新しい働き方を進めている企業の担当者に、導入までの道のりや成果についてお聞きするシリーズ『新しい働き方へ』

新しい働き方や新たな環境に伴い、新しいオフィスのあり方が生まれ始めている現在。そんな中、2014年より段階的に在宅勤務やテレワークを導入するなど働き方改革に着手し、2020年11月2日より新しいオフィスの運用を始めた株式会社ぐるなび。同社の人事部長小島光成様と事業管理部長岡本健太様へのインタビューを通して、新しい働き方とこれからのオフィスのあり方や環境整備について学ぶ当企画。前半では新しい働き方とオフィスのあり方を伺いました。後半では新オフィスを含めて、新しい働き方の環境整備について紹介します。

希薄になりがちな経営層とのコミュニケーションについて

−経営層から定期的な動画メッセージを配信とありますが、どのような内容を配信しているのでしょうか?

社長や役員からメッセージ動画を配信しています。
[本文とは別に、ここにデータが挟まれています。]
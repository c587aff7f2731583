//! Model save/load entry points
//!
//! `ModelHandle` pairs the serialized metadata with the staging directory
//! it was trained in. `save` and `load` resolve the destination first, so
//! rejected destinations never reach a file or a database.

use crate::archive::Archiver;
use crate::backend::{fs_archive, table_blob};
use crate::db::{open_and_connect, Database};
use crate::errors::Result;
use modelzoo_core::destination::{resolve, Destination, Direction};
use modelzoo_core::{
    log_op_end, log_op_error, log_op_start, ExError, ExErrorKind, ModelZooConfig,
    PersistableMetadata, Session, StagingContext,
};
use modelzoo_core_types::schema::{OP_MODEL_LOAD, OP_MODEL_SAVE};
use modelzoo_core_types::RequestId;
use std::path::{Path, PathBuf};
use std::time::Instant;

/// A trained model: metadata plus the directory holding its files
#[derive(Debug, Clone, PartialEq, Eq)]
pub struct ModelHandle {
    staging: StagingContext,
    metadata: PersistableMetadata,
}

impl ModelHandle {
    pub fn new(staging_dir: impl Into<PathBuf>, train_select: impl Into<String>) -> Self {
        Self::from_parts(
            StagingContext::new(staging_dir),
            PersistableMetadata::new(train_select),
        )
    }

    pub fn from_parts(staging: StagingContext, metadata: PersistableMetadata) -> Self {
        Self { staging, metadata }
    }

    pub fn staging(&self) -> &StagingContext {
        &self.staging
    }

    pub fn metadata(&self) -> &PersistableMetadata {
        &self.metadata
    }

    pub fn train_select(&self) -> &str {
        self.metadata.train_select()
    }

    /// Persist the staging directory and metadata to `destination`
    ///
    /// # Errors
    ///
    /// `MalformedDestination` / `UnsupportedBackend` before any I/O,
    /// `ConnectionFailure` if the session's database cannot be reached,
    /// otherwise the failing adapter step's kind.
    pub fn save(&self, destination: &str, session: &Session, config: &ModelZooConfig) -> Result<()> {
        let request_id = RequestId::new();
        let start = Instant::now();
        log_op_start!(
            OP_MODEL_SAVE,
            destination = %destination,
            request_id = %request_id
        );

        let result = self.save_inner(destination, session, config);
        let duration_ms = start.elapsed().as_millis() as u64;

        match result {
            Ok(backend) => {
                log_op_end!(
                    OP_MODEL_SAVE,
                    duration_ms = duration_ms,
                    destination = %destination,
                    backend = backend
                );
                Ok(())
            }
            Err(e) => {
                let e = e.with_request_id(request_id);
                log_op_error!(
                    OP_MODEL_SAVE,
                    e.clone(),
                    duration_ms = duration_ms,
                    destination = %destination
                );
                Err(e)
            }
        }
    }

    fn save_inner(
        &self,
        destination: &str,
        session: &Session,
        config: &ModelZooConfig,
    ) -> Result<&'static str> {
        let resolved = resolve(destination, Direction::Save, &config.resolver)?;
        let archiver = Archiver::from_config(&config.archive);

        match &resolved {
            Destination::Filesystem { dir, base } => {
                fs_archive::save(&archiver, &self.staging, &self.metadata, dir, base)?;
            }
            Destination::TableBlob { table } => {
                let db = open_and_connect(&session.db_conn_str)?;
                table_blob::save(
                    &db,
                    table,
                    session,
                    &archiver,
                    config.blob.chunk_size,
                    &self.staging,
                    &self.metadata,
                )?;
            }
        }
        Ok(resolved.backend().as_str())
    }

    /// Load a model from `destination`
    ///
    /// `target` is the directory the archive is unpacked into. For table
    /// destinations it may be `None` (or empty) to read the metadata only;
    /// file destinations always need one. Table destinations read through
    /// `db`.
    ///
    /// # Errors
    ///
    /// `InvalidInput` for a file load without a target, `ConnectionFailure`
    /// for a table load without a database, otherwise as `save`.
    pub fn load(
        destination: &str,
        target: Option<&Path>,
        db: Option<&Database>,
        config: &ModelZooConfig,
    ) -> Result<LoadedModel> {
        let request_id = RequestId::new();
        let start = Instant::now();
        log_op_start!(
            OP_MODEL_LOAD,
            destination = %destination,
            request_id = %request_id
        );

        let result = load_inner(destination, target, db, config);
        let duration_ms = start.elapsed().as_millis() as u64;

        match result {
            Ok((loaded, backend)) => {
                log_op_end!(
                    OP_MODEL_LOAD,
                    duration_ms = duration_ms,
                    destination = %destination,
                    backend = backend,
                    extracted = loaded.staging.is_some()
                );
                Ok(loaded)
            }
            Err(e) => {
                let e = e.with_request_id(request_id);
                log_op_error!(
                    OP_MODEL_LOAD,
                    e.clone(),
                    duration_ms = duration_ms,
                    destination = %destination
                );
                Err(e)
            }
        }
    }
}

fn load_inner(
    destination: &str,
    target: Option<&Path>,
    db: Option<&Database>,
    config: &ModelZooConfig,
) -> Result<(LoadedModel, &'static str)> {
    let resolved = resolve(destination, Direction::Load, &config.resolver)?;
    let archiver = Archiver::from_config(&config.archive);
    let target = target.filter(|t| !t.as_os_str().is_empty());

    let metadata = match &resolved {
        Destination::Filesystem { dir, base } => {
            let Some(target) = target else {
                return Err(ExError::new(ExErrorKind::InvalidInput)
                    .with_op("model_load")
                    .with_entity_id(destination.to_string())
                    .with_message("loading from a file destination requires a target directory"));
            };
            fs_archive::load(&archiver, dir, base, target)?
        }
        Destination::TableBlob { table } => {
            let Some(db) = db else {
                return Err(ExError::new(ExErrorKind::ConnectionFailure)
                    .with_op("model_load")
                    .with_entity_id(table.clone())
                    .with_message("no database connection supplied for a table destination"));
            };
            table_blob::load(db, table, target, &archiver)?
        }
    };

    let loaded = LoadedModel {
        metadata,
        staging: target.map(StagingContext::new),
    };
    Ok((loaded, resolved.backend().as_str()))
}

/// Result of a load
///
/// `staging` is `None` when only the metadata was read.
#[derive(Debug, Clone, PartialEq, Eq)]
pub struct LoadedModel {
    pub metadata: PersistableMetadata,
    pub staging: Option<StagingContext>,
}

impl LoadedModel {
    pub fn train_select(&self) -> &str {
        self.metadata.train_select()
    }

    /// Turn a fully extracted load back into a saveable handle
    pub fn into_handle(self) -> Option<ModelHandle> {
        let staging = self.staging?;
        Some(ModelHandle::from_parts(staging, self.metadata))
    }
}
社長動画は現在14本公開されていて、主には社内施策の周知や決算説明、新しい働き方など幅広い内容で発信しています。また、役員動画は部署紹介や今後の取り組みなど、役員ごとに工夫しながら動画を作成しています。

−動画の更新頻度は決めているのでしょうか?

社長動画は2020年4月から開始し、月に1本ほどのペースで公開していますが緊急事態宣言等で不安に思う社員がいたり、会社の動きが見えにくい状況には月に複数公開することもありました。役員動画は特に頻度は決めずに配信しています。

−撮影方法はどのように行っているのでしょうか?

PCのカメラやオンライン会議ツールの録画機能を使いながら撮影を行っています。

−動画配信の狙いは何でしょうか?

以前は毎朝全社朝礼を実施していました。そこでは定期的に社長からメッセージ発信をしていて、その代わりとなるものがこの動画配信です。経営戦略などの会社の動きを全社員に届けることが狙いです。

他には、対面で会いづらい今だからこそ、役員自らの言葉で発信してもらうことで社員に役員の人となりなどを知ってもらうことも狙いです。

−動画の配信プラットフォームや配信の案内のツールなどを教えていただけますでしょうか?

動画の配信に関しては社内サイトを利用しています。アナウンスは全社メールやコミュニケーションツールを利用していますね。

−2020年8月より経営層とのオンラインでの双方向コミュニケーションの場を提供しているとのことですが、ツール・頻度・内容などを教えていただけますでしょうか?

コロナ以前から「タウンミーティング」を実施しています。社長と約10名の社員が週に1度、1時間ほど集まって意見交換をする場が設けられています。

内容は経営戦略や事業戦略などの経営視点の話や、社長のこれまでの経験からのアドバイスなど、社長が気さくな方なので雑談もしたりと幅広く話していますね。現在はオンラインで行っています。

集まって話すメンバーも社員の属性で分けてみたりなど、様々な組み合わせで行なっています。

−社員からのタウンミーティングの反応はどうなのでしょうか?

社員からはちょっとした悩みが解決されたり、社長と話せたことでモチベーションが向上したという意見が多いですね。見えていなかった課題が見えたりすることもあります。仕事に直接関係のない話がきっかけとなり良い関係がうまれることもありますし、社員からは好評です。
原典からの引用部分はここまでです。